Les familles du vol 752 visées par la campagne de harcèlement de Téhéran

  • Les Iraniens parlent de « rage » face aux tentatives d’entraver la quête de justice pour un avion abattu
  • Un haut responsable canadien explique que «c'est irrespectueux, c'est honteux et cela montre un réel mépris pour la vie humaine»

LONDRES: Les familles des victimes tuées dans l’attentat du vol 752 d’Ukraine International Airlines dans le mois de janvier de l’année dernière ont fait l’objet d’une campagne de harcèlement et d’intimidation pour avoir demandé justice.

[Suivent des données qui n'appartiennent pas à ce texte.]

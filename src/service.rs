// 该文件是 Shanan （山南西风） 项目的一部分。
// src/service.rs - 检测服务
//
// 本文件根据 Apache 许可证第 2.0 版（以下简称“许可证”）授权使用；
// 除非遵守该许可证条款，否则您不得使用本文件。
// 您可通过以下网址获取许可证副本：
// http://www.apache.org/licenses/LICENSE-2.0
// 除非适用法律要求或书面同意，根据本许可协议分发的软件均按“原样”提供，
// 不附带任何形式的明示或暗示的保证或条件。
// 有关许可权限与限制的具体条款，请参阅本许可协议。
//
// Copyright (C) 2026 Johann Li <me@qinka.pro>, Wareless Group

use std::panic::{self, AssertUnwindSafe};
use std::sync::{Mutex, MutexGuard};
use std::time::Instant;

use image::RgbImage;
use thiserror::Error;
use tracing::{debug, error, info, warn};

use crate::detection::{Detection, LabeledItem, decimal, round_to};
use crate::model::{DetectItem, DetectResult, ModelError, ModelRuntime};

/// 未配置时的默认置信度阈值
pub const FALLBACK_CONFIDENCE: f32 = 0.35;

#[derive(Debug, Clone, Copy, PartialEq)]
pub struct DetectorOptions {
  pub confidence: f32,
  /// 每次检测后是否打印结果表
  pub verbose: bool,
}

impl Default for DetectorOptions {
  fn default() -> Self {
    Self {
      confidence: FALLBACK_CONFIDENCE,
      verbose: true,
    }
  }
}

/// 单次检测的结果，归调用方所有
#[derive(Debug, Clone)]
pub struct DetectionResult {
  pub image: RgbImage,
  pub detections: Vec<Detection>,
}

#[derive(Error, Debug)]
pub enum ServiceError {
  #[error("图像解码失败: {0}")]
  Decode(#[from] image::ImageError),
  #[error("推理失败: {0}")]
  Inference(#[from] ModelError),
  #[error("推理过程崩溃: {0}")]
  Panicked(String),
}

/// 检测服务
///
/// 进程内唯一持有模型运行时，所有推理经过同一把锁串行执行。
pub struct DetectionService {
  runtime: Mutex<Box<dyn ModelRuntime>>,
  options: DetectorOptions,
}

impl DetectionService {
  pub fn new(runtime: Box<dyn ModelRuntime>, options: DetectorOptions) -> Self {
    Self {
      runtime: Mutex::new(runtime),
      options,
    }
  }

  /// 使用默认阈值检测
  pub fn predict(&self, bytes: &[u8]) -> Option<DetectionResult> {
    self.predict_with(bytes, None)
  }

  /// 检测一张编码后的图像，任何失败都折叠为 `None`
  pub fn predict_with(&self, bytes: &[u8], confidence: Option<f32>) -> Option<DetectionResult> {
    let outcome = panic::catch_unwind(AssertUnwindSafe(|| self.try_predict(bytes, confidence)))
      .unwrap_or_else(|payload| Err(ServiceError::Panicked(panic_message(payload.as_ref()))));

    match outcome {
      Ok(result) => Some(result),
      Err(ServiceError::Decode(e)) => {
        warn!("无法解码上传的图像: {}", e);
        None
      }
      Err(e) => {
        error!("检测失败: {}", e);
        None
      }
    }
  }

  fn try_predict(
    &self,
    bytes: &[u8],
    confidence: Option<f32>,
  ) -> Result<DetectionResult, ServiceError> {
    let image = decode_image(bytes)?;
    let threshold = confidence.unwrap_or(self.options.confidence);
    debug!(
      "图像尺寸: {}x{}，阈值: {}",
      image.width(),
      image.height(),
      threshold
    );

    let runtime = self.lock_runtime();
    let now = Instant::now();
    let raw = runtime.infer(&image, threshold)?;
    let items = keep_rounded_above(sanitize(&image, raw.items.into_vec(), threshold), threshold);
    info!("推理完成，检测到 {} 个物体，耗时: {:.2?}", items.len(), now.elapsed());

    let kept = DetectResult::from(items);
    let annotated = runtime.plot(&image, &kept);
    let detections: Vec<Detection> = kept
      .items
      .iter()
      .map(|item| label_item(&**runtime, item).to_detection())
      .collect();
    drop(runtime);

    if self.options.verbose {
      log_table(&detections);
    }

    Ok(DetectionResult {
      image: annotated,
      detections,
    })
  }

  /// 批处理使用：对已解码的图像推理，返回带类别名称的原始精度结果
  pub fn detect(&self, image: &RgbImage, confidence: f32) -> Result<Vec<LabeledItem>, ServiceError> {
    let run = || -> Result<Vec<LabeledItem>, ServiceError> {
      let runtime = self.lock_runtime();
      let raw = runtime.infer(image, confidence)?;
      Ok(
        sanitize(image, raw.items.into_vec(), confidence)
          .iter()
          .map(|item| label_item(&**runtime, item))
          .collect(),
      )
    };

    panic::catch_unwind(AssertUnwindSafe(run))
      .unwrap_or_else(|payload| Err(ServiceError::Panicked(panic_message(payload.as_ref()))))
  }

  // 推理过程中崩溃会让锁中毒，运行时本身只读，继续使用
  fn lock_runtime(&self) -> MutexGuard<'_, Box<dyn ModelRuntime>> {
    self.runtime.lock().unwrap_or_else(|poisoned| {
      warn!("推理锁已中毒，继续使用模型运行时");
      poisoned.into_inner()
    })
  }
}

pub fn decode_image(bytes: &[u8]) -> Result<RgbImage, ServiceError> {
  Ok(image::load_from_memory(bytes)?.to_rgb8())
}

fn label_item<R: ModelRuntime + ?Sized>(runtime: &R, item: &DetectItem) -> LabeledItem {
  LabeledItem {
    class_name: runtime.label(item.class_id).to_string(),
    score: item.score,
    bbox: item.bbox,
  }
}

/// 过滤并修正模型输出
///
/// 丢弃非有限值和低于阈值的结果，置信度截断到 1，边界框限制在图像范围内，
/// 取整后退化（x1 >= x2 或 y1 >= y2）的框同样丢弃。
fn sanitize(image: &RgbImage, items: Vec<DetectItem>, threshold: f32) -> Vec<DetectItem> {
  let (w, h) = (image.width() as f32, image.height() as f32);
  items
    .into_iter()
    .filter(|item| item.score.is_finite() && item.bbox.iter().all(|v| v.is_finite()))
    .filter(|item| item.score >= threshold)
    .filter_map(|item| {
      let [x1, y1, x2, y2] = item.bbox;
      let bbox = [
        x1.clamp(0.0, w),
        y1.clamp(0.0, h),
        x2.clamp(0.0, w),
        y2.clamp(0.0, h),
      ];
      let rounded = bbox.map(|v| (v * 100.0).round());
      if rounded[0] >= rounded[2] || rounded[1] >= rounded[3] {
        debug!("丢弃退化边界框: {:?}", item.bbox);
        return None;
      }
      Some(DetectItem {
        class_id: item.class_id,
        score: item.score.min(1.0),
        bbox,
      })
    })
    .collect()
}

// 返回的置信度保留 4 位小数，取整后低于阈值的结果同样丢弃
fn keep_rounded_above(items: Vec<DetectItem>, threshold: f32) -> Vec<DetectItem> {
  let threshold = decimal(threshold);
  items
    .into_iter()
    .filter(|item| round_to(item.score, 4) >= threshold)
    .collect()
}

fn log_table(detections: &[Detection]) {
  info!("{:<16} {:<12} BOX", "CLASS", "CONFIDENCE");
  for detection in detections {
    info!(
      "{:<16} {:<12.4} {:?}",
      detection.class_name, detection.confidence, detection.bbox
    );
  }
}

fn panic_message(payload: &(dyn std::any::Any + Send)) -> String {
  if let Some(msg) = payload.downcast_ref::<&str>() {
    msg.to_string()
  } else if let Some(msg) = payload.downcast_ref::<String>() {
    msg.clone()
  } else {
    "未知错误".to_string()
  }
}

#[cfg(test)]
mod tests {
  use std::io::Cursor;
  use std::sync::atomic::{AtomicBool, Ordering};

  use image::{ImageFormat, Rgb};

  use super::*;

  struct Fixed {
    items: Vec<DetectItem>,
    explode: AtomicBool,
  }

  impl Fixed {
    fn new(items: Vec<DetectItem>) -> Self {
      Self {
        items,
        explode: AtomicBool::new(false),
      }
    }
  }

  impl ModelRuntime for Fixed {
    fn class_name(&self, class_id: u32) -> Option<&str> {
      ["person", "bicycle", "car"].get(class_id as usize).copied()
    }

    fn infer(&self, _image: &RgbImage, confidence: f32) -> Result<DetectResult, ModelError> {
      if self.explode.swap(false, Ordering::SeqCst) {
        panic!("张量越界");
      }
      Ok(
        self
          .items
          .iter()
          .filter(|item| item.score >= confidence)
          .cloned()
          .collect::<Vec<_>>()
          .into(),
      )
    }

    fn plot(&self, image: &RgbImage, _result: &DetectResult) -> RgbImage {
      let mut canvas = image.clone();
      canvas.put_pixel(0, 0, Rgb([255, 0, 0]));
      canvas
    }
  }

  fn png(width: u32, height: u32) -> Vec<u8> {
    let image = RgbImage::from_pixel(width, height, Rgb([30, 30, 30]));
    let mut bytes = Cursor::new(Vec::new());
    image.write_to(&mut bytes, ImageFormat::Png).unwrap();
    bytes.into_inner()
  }

  fn item(class_id: u32, score: f32, bbox: [f32; 4]) -> DetectItem {
    DetectItem {
      class_id,
      score,
      bbox,
    }
  }

  fn quiet() -> DetectorOptions {
    DetectorOptions {
      confidence: FALLBACK_CONFIDENCE,
      verbose: false,
    }
  }

  #[test]
  fn garbage_bytes_yield_none() {
    let service = DetectionService::new(Box::new(Fixed::new(vec![])), quiet());
    assert!(service.predict(b"definitely not an image").is_none());
    assert!(service.predict(&[]).is_none());
  }

  #[test]
  fn predict_normalizes_and_plots() {
    let runtime = Fixed::new(vec![item(2, 0.8234, [10.4, 20.1, 199.6, 150.9])]);
    let service = DetectionService::new(Box::new(runtime), quiet());

    let result = service.predict(&png(320, 240)).unwrap();
    assert_eq!(result.detections.len(), 1);
    assert_eq!(result.detections[0].class_name, "car");
    assert_eq!(result.detections[0].confidence, 0.8234);
    assert_eq!(result.detections[0].bbox, [10.4, 20.1, 199.6, 150.9]);
    assert_eq!(result.image.get_pixel(0, 0), &Rgb([255, 0, 0]));
    assert_eq!(result.image.dimensions(), (320, 240));
  }

  #[test]
  fn threshold_override_filters() {
    let runtime = Fixed::new(vec![
      item(0, 0.5, [1.0, 1.0, 20.0, 20.0]),
      item(2, 0.95, [5.0, 5.0, 30.0, 30.0]),
    ]);
    let service = DetectionService::new(Box::new(runtime), quiet());

    assert_eq!(service.predict(&png(64, 64)).unwrap().detections.len(), 2);
    let strict = service.predict_with(&png(64, 64), Some(0.9)).unwrap();
    assert_eq!(strict.detections.len(), 1);
    assert!(strict.detections.iter().all(|d| d.confidence >= 0.9));
  }

  #[test]
  fn rounded_confidence_never_falls_below_threshold() {
    let runtime = Fixed::new(vec![
      item(2, 0.12344, [1.0, 1.0, 20.0, 20.0]),
      item(0, 0.1235, [5.0, 5.0, 30.0, 30.0]),
    ]);
    let service = DetectionService::new(
      Box::new(runtime),
      DetectorOptions {
        confidence: 0.12344,
        verbose: false,
      },
    );

    let result = service.predict(&png(64, 64)).unwrap();
    assert_eq!(result.detections.len(), 1);
    assert_eq!(result.detections[0].class_name, "person");
    assert!(result.detections.iter().all(|d| d.confidence >= 0.12344));
  }

  #[test]
  fn score_equal_to_threshold_is_kept() {
    let runtime = Fixed::new(vec![item(2, 0.1234, [1.0, 1.0, 20.0, 20.0])]);
    let service = DetectionService::new(Box::new(runtime), quiet());
    let result = service.predict_with(&png(64, 64), Some(0.1234)).unwrap();
    assert_eq!(result.detections.len(), 1);
    assert_eq!(result.detections[0].confidence, 0.1234);
  }

  #[test]
  fn bmp_upload_is_decoded() {
    let runtime = Fixed::new(vec![item(2, 0.9, [1.0, 1.0, 20.0, 20.0])]);
    let service = DetectionService::new(Box::new(runtime), quiet());

    let image = RgbImage::from_pixel(40, 30, Rgb([10, 20, 30]));
    let mut bytes = Cursor::new(Vec::new());
    image.write_to(&mut bytes, ImageFormat::Bmp).unwrap();

    let result = service.predict(&bytes.into_inner()).unwrap();
    assert_eq!(result.image.dimensions(), (40, 30));
    assert_eq!(result.detections.len(), 1);
  }

  #[test]
  fn unknown_class_is_labelled_unknown() {
    let runtime = Fixed::new(vec![item(42, 0.7, [1.0, 1.0, 20.0, 20.0])]);
    let service = DetectionService::new(Box::new(runtime), quiet());
    let result = service.predict(&png(64, 64)).unwrap();
    assert_eq!(result.detections[0].class_name, crate::model::UNKNOWN_LABEL);
  }

  #[test]
  fn sanitize_clamps_and_drops_degenerate() {
    let image = RgbImage::new(100, 50);
    let items = vec![
      item(0, 1.2, [-5.0, -5.0, 150.0, 80.0]),
      item(0, 0.9, [30.0, 10.0, 30.001, 40.0]),
      item(0, f32::NAN, [1.0, 1.0, 2.0, 2.0]),
      item(0, 0.2, [1.0, 1.0, 20.0, 20.0]),
      item(0, 0.8, [120.0, 10.0, 140.0, 40.0]),
    ];

    let kept = sanitize(&image, items, 0.35);
    assert_eq!(kept.len(), 1);
    assert_eq!(kept[0].score, 1.0);
    assert_eq!(kept[0].bbox, [0.0, 0.0, 100.0, 50.0]);
  }

  #[test]
  fn runtime_panic_is_contained() {
    let runtime = Fixed::new(vec![item(2, 0.9, [1.0, 1.0, 20.0, 20.0])]);
    runtime.explode.store(true, Ordering::SeqCst);
    let service = DetectionService::new(Box::new(runtime), quiet());

    assert!(service.predict(&png(32, 32)).is_none());
    // 锁中毒后运行时仍然可用
    let result = service.predict(&png(32, 32)).unwrap();
    assert_eq!(result.detections.len(), 1);
  }

  #[test]
  fn detect_keeps_raw_precision() {
    let runtime = Fixed::new(vec![item(2, 0.8234, [10.4, 20.1, 199.6, 150.9])]);
    let service = DetectionService::new(Box::new(runtime), quiet());
    let items = service.detect(&RgbImage::new(320, 240), 0.25).unwrap();
    assert_eq!(items.len(), 1);
    assert_eq!(items[0].score, 0.8234);
    assert_eq!(items[0].to_batch().bbox, [10, 20, 199, 150]);
  }
}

Hamed Esmaeilion, dont l'épouse et la fille ont été tuées lors du crash, a déclaré au journal The Times qu'il avait reçu des appels téléphoniques menaçants après avoir assisté à un rassemblement au Canada neuf mois après l'incident.

Il a avoué qu’une personne anonyme avait téléphoné « pour parler des derniers moments de ses proches » et qu’un véhicule attendait d'une manière suspecte devant son domicile de Toronto.

Il a ensuite reçu un message disant: « Vous êtes sur notre liste de terrorisme, profitez de votre vie avant qu'elle ne soit interrompue.  Vous serez une leçon pour nos traîtres à l'étranger ».

Vendredi a marqué l'anniversaire de la catastrophe aérienne qui a provoqué la mort de 176 personnes , dont 57 Canadiens, quatre Britanniques et des citoyens iraniens, ukrainiens, suédois, afghans et allemands.

Un an plus tard, les familles des victimes au Canada demandent toujours justice tout en accusant l'Iran de mener une guerre psychologique contre eux.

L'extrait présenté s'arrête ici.